“Let Russ cook” has become an annoying mantra repeated by some fans the last couple of years.
It’s a nebulous decree. For some, it is a call for Seattle to just throw the ball 40 times a game. For the smarter ones, it is a more nuanced request for the Seahawks to let Russell Wilson stir the pot in his own special way, especially earlier in games.
At the Pro Bowl in February, Wilson said he was all in favor of the latter. He talked about going up-tempo more — something we have constantly called for in the first half, especially. He also apparently has discussed this with Pete Carroll.
Don’t get too excited, cooking fans, but it sounds like the coach might have listened, based on staff moves he made and a report that Seattle is indeed talking about letting Wilson work up some two-minute meals.
“We’ve always been really good at two-minute,” Wilson told Pro Football Talk in February. “We’ve always been really good in those end-of-the-half, … up-tempo situations (and) moments.
“I think the defense gets tired, first thing. And I think the second thing is that I really know kind of … how we want to get after them, especially in those moments. And guys just make plays in those moments.”
He said he would like to have “the freedom of just going after it and just scoring as many points (as possible), you know?”
At the Combine, Carroll said, “We’ve been talking about that for years.
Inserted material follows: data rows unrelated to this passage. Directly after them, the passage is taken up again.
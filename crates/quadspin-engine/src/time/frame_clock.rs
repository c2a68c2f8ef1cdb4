use std::time::{Duration, Instant};

/// Frame timing snapshot.
#[derive(Debug, Copy, Clone)]
pub struct FrameTime {
    /// Time elapsed since the previous frame tick, in seconds.
    pub dt: f32,

    /// Monotonic timestamp taken at the tick.
    pub now: Instant,

    /// Monotonic frame counter.
    pub frame_index: u64,
}

/// Frame clock producing `FrameTime` snapshots.
///
/// Delta time is clamped so a stall (debugger pause, minimized window) does not
/// spin the square through several turns in a single frame.
#[derive(Debug, Clone)]
pub struct FrameClock {
    last: Instant,
    frame_index: u64,
    dt_min: Duration,
    dt_max: Duration,
}

impl FrameClock {
    /// Creates a new clock with default clamps (0.1 ms .. 250 ms).
    pub fn new() -> Self {
        Self::with_clamps(Duration::from_micros(100), Duration::from_millis(250))
    }

    /// Creates a clock with custom delta-time clamps.
    pub fn with_clamps(dt_min: Duration, dt_max: Duration) -> Self {
        debug_assert!(dt_min <= dt_max);
        Self {
            last: Instant::now(),
            frame_index: 0,
            dt_min,
            dt_max,
        }
    }

    /// Advances the clock and returns a new `FrameTime`.
    pub fn tick(&mut self) -> FrameTime {
        self.tick_at(Instant::now())
    }

    /// Advances the clock to `now`.
    pub fn tick_at(&mut self, now: Instant) -> FrameTime {
        let dt = now
            .saturating_duration_since(self.last)
            .clamp(self.dt_min, self.dt_max);

        self.last = now;

        let ft = FrameTime {
            dt: dt.as_secs_f32(),
            now,
            frame_index: self.frame_index,
        };

        self.frame_index = self.frame_index.wrapping_add(1);

        ft
    }
}

impl Default for FrameClock {
    fn default() -> Self {
        Self::new()
    }
}

#[cfg(test)]
mod tests {
    use super::*;

    #[test]
    fn frame_index_increments_per_tick() {
        let mut clock = FrameClock::new();
        let base = Instant::now();
        assert_eq!(clock.tick_at(base).frame_index, 0);
        assert_eq!(clock.tick_at(base + Duration::from_millis(7)).frame_index, 1);
    }

    #[test]
    fn dt_is_measured_between_ticks() {
        let mut clock = FrameClock::new();
        let base = Instant::now();
        clock.tick_at(base);
        let ft = clock.tick_at(base + Duration::from_millis(10));
        assert!((ft.dt - 0.010).abs() < 1e-4);
    }

    #[test]
    fn long_stall_is_clamped() {
        let mut clock = FrameClock::new();
        let base = Instant::now();
        clock.tick_at(base);
        let ft = clock.tick_at(base + Duration::from_secs(5));
        assert!((ft.dt - 0.25).abs() < 1e-6);
    }

    #[test]
    fn repeated_instant_uses_minimum_dt() {
        let mut clock = FrameClock::new();
        let base = Instant::now();
        clock.tick_at(base);
        let ft = clock.tick_at(base);
        assert!(ft.dt > 0.0);
    }
}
We’ve been in and out of tempo throughout, and so you’ll see what happens.”
A month later, we saw what happened: The Hawks announced changes to their coaching staff, with Dave Canales now coordinating the passing game and Brennan Carroll (Pete’s son) the running game. The run-pass split coordinators hark back to co-coordinators Tom Cable and Darrell Bevell, except this time the Hawks have an overall coordinator, Brian Schottenheimer, and a veteran quarterback who is bugging them to pick up the pace.
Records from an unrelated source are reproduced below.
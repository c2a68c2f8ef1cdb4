use quadspin_engine::core::{App, AppControl, FrameCtx};
use quadspin_engine::input::{InputEvent, Key};
use quadspin_engine::paint::Color;

use crate::config::DemoConfig;
use crate::scene::Scene;

/// Drives the scene: builds it on the first frame, then updates and draws it
/// once per redraw.
pub struct DemoApp {
    config: DemoConfig,
    scene: Option<Scene>,
}

impl DemoApp {
    pub fn new(config: DemoConfig) -> Self {
        Self { config, scene: None }
    }
}

/// Background fill. The value is a display (sRGB) level, so the surface shows
/// 26/255 blue.
fn clear_color() -> Color {
    Color::from_srgb(0.0, 0.0, 0.1, 1.0)
}

/// True for the key presses that end the demo.
fn is_quit(event: &InputEvent) -> bool {
    matches!(event.pressed_key(), Some(Key::Escape | Key::Q))
}

impl App for DemoApp {
    fn on_input(&mut self, event: &InputEvent) -> AppControl {
        if is_quit(event) {
            log::info!("quit requested");
            return AppControl::Exit;
        }
        AppControl::Continue
    }

    fn on_frame(&mut self, ctx: &mut FrameCtx<'_, '_>) -> AppControl {
        if ctx.input_frame.was_pressed(Key::F11) {
            ctx.runtime.set_window_mode(ctx.window.mode().toggled());
        }

        if self.scene.is_none() {
            log::info!("building scene on {}", ctx.gpu.adapter_info().name);
            match Scene::new(&ctx.render_ctx(), &self.config) {
                Ok(scene) => self.scene = Some(scene),
                Err(err) => {
                    ctx.runtime.fail(err);
                    return AppControl::Exit;
                }
            }
        }

        let Some(scene) = self.scene.as_mut() else {
            return AppControl::Continue;
        };

        scene.update(ctx.time.dt);
        ctx.render(clear_color(), |rctx, target| scene.render(rctx, target))
    }

    fn on_exit(&mut self) {
        if self.scene.take().is_some() {
            log::debug!("scene released");
        }
    }
}

#[cfg(test)]
mod tests {
    use super::*;
    use quadspin_engine::input::{KeyState, Modifiers};

    fn key(key: Key, state: KeyState) -> InputEvent {
        InputEvent::Key {
            key,
            state,
            modifiers: Modifiers::default(),
            repeat: false,
        }
    }

    #[test]
    fn escape_and_q_quit_on_press() {
        assert!(is_quit(&key(Key::Escape, KeyState::Pressed)));
        assert!(is_quit(&key(Key::Q, KeyState::Pressed)));
        assert!(!is_quit(&key(Key::Escape, KeyState::Released)));
    }

    #[test]
    fn clear_color_is_dark_blue_in_linear_space() {
        let c = clear_color();
        assert_eq!((c.r, c.g, c.a), (0.0, 0.0, 1.0));
        assert!((c.b - 0.01).abs() < 1e-3, "{}", c.b);
    }

    #[test]
    fn other_input_continues() {
        let mut app = DemoApp::new(DemoConfig::default());
        assert_eq!(app.on_input(&key(Key::Space, KeyState::Pressed)), AppControl::Continue);
        assert_eq!(app.on_input(&InputEvent::Focused(false)), AppControl::Continue);
        assert_eq!(app.on_input(&key(Key::Q, KeyState::Pressed)), AppControl::Exit);
    }
}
Those moves reportedly were made because they are indeed considering running up-tempo offense more often. It certainly could help them in road games, where they often fall behind in the first half because they have no urgency (they were the third-slowest offense in first-half pace in 2019).
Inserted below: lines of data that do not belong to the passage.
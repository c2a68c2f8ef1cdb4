use winit::dpi::PhysicalSize;

use super::SurfaceErrorAction;

pub(crate) fn choose_surface_format(
    caps: &wgpu::SurfaceCapabilities,
    prefer_srgb: bool,
) -> Option<wgpu::TextureFormat> {
    if prefer_srgb {
        let preferred = [
            wgpu::TextureFormat::Bgra8UnormSrgb,
            wgpu::TextureFormat::Rgba8UnormSrgb,
        ];
        if let Some(f) = preferred.into_iter().find(|f| caps.formats.contains(f)) {
            return Some(f);
        }
    }

    caps.formats.first().copied()
}

pub(crate) fn choose_alpha_mode(
    caps: &wgpu::SurfaceCapabilities,
    requested: Option<wgpu::CompositeAlphaMode>,
) -> wgpu::CompositeAlphaMode {
    requested
        .filter(|m| caps.alpha_modes.contains(m))
        .or_else(|| caps.alpha_modes.first().copied())
        .unwrap_or(wgpu::CompositeAlphaMode::Auto)
}

/// wgpu rejects 0x0 surfaces (minimized window); only the size is recorded then.
pub(crate) fn apply_resize(
    surface: &wgpu::Surface,
    device: &wgpu::Device,
    config: &mut wgpu::SurfaceConfiguration,
    size: &mut PhysicalSize<u32>,
    new_size: PhysicalSize<u32>,
) {
    *size = new_size;
    if new_size.width == 0 || new_size.height == 0 {
        return;
    }

    config.width = new_size.width;
    config.height = new_size.height;
    surface.configure(device, config);
}

pub(crate) fn map_surface_error(
    surface: &wgpu::Surface,
    device: &wgpu::Device,
    config: &wgpu::SurfaceConfiguration,
    size: PhysicalSize<u32>,
    err: wgpu::SurfaceError,
) -> SurfaceErrorAction {
    match err {
        wgpu::SurfaceError::Lost | wgpu::SurfaceError::Outdated => {
            if size.width > 0 && size.height > 0 {
                surface.configure(device, config);
            }
            SurfaceErrorAction::Reconfigured
        }
        wgpu::SurfaceError::OutOfMemory => SurfaceErrorAction::Fatal,
        wgpu::SurfaceError::Timeout => SurfaceErrorAction::SkipFrame,
        wgpu::SurfaceError::Other => SurfaceErrorAction::SkipFrame,
    }
}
Whether the Hawks go up-tempo more or not, Schottenheimer and Canales certainly should be planning how to use their talented tight ends in lethal combinations. Carroll has referenced that a couple of times, talking about the “really important” addition of Greg Olsen and the “unique” ability of Jacob Hollister. Whenever Will Dissly returns healthy, the Hawks could have a stellar trio that could create all kinds of problems for defenses. It’s something to hope for.
The Hawks also need to use more misdirection to help Wilson, especially in games where he is under pressure a lot. The playoff loss in Green Bay was such a classic example of that. Their first half was horrific. Playing up-tempo and using misdirection would have helped the Hawks avoid a 21-3 deficit and possibly win that game. It sounds like they might realize that.
Of course, we have heard this up-tempo talk before. So, when Carroll says, “There’s a lot of really cool things happening on offense,” we can only hope he really means it this time.
If he doesn’t, the “Let Russ cook” cannibals will keep calling for his head.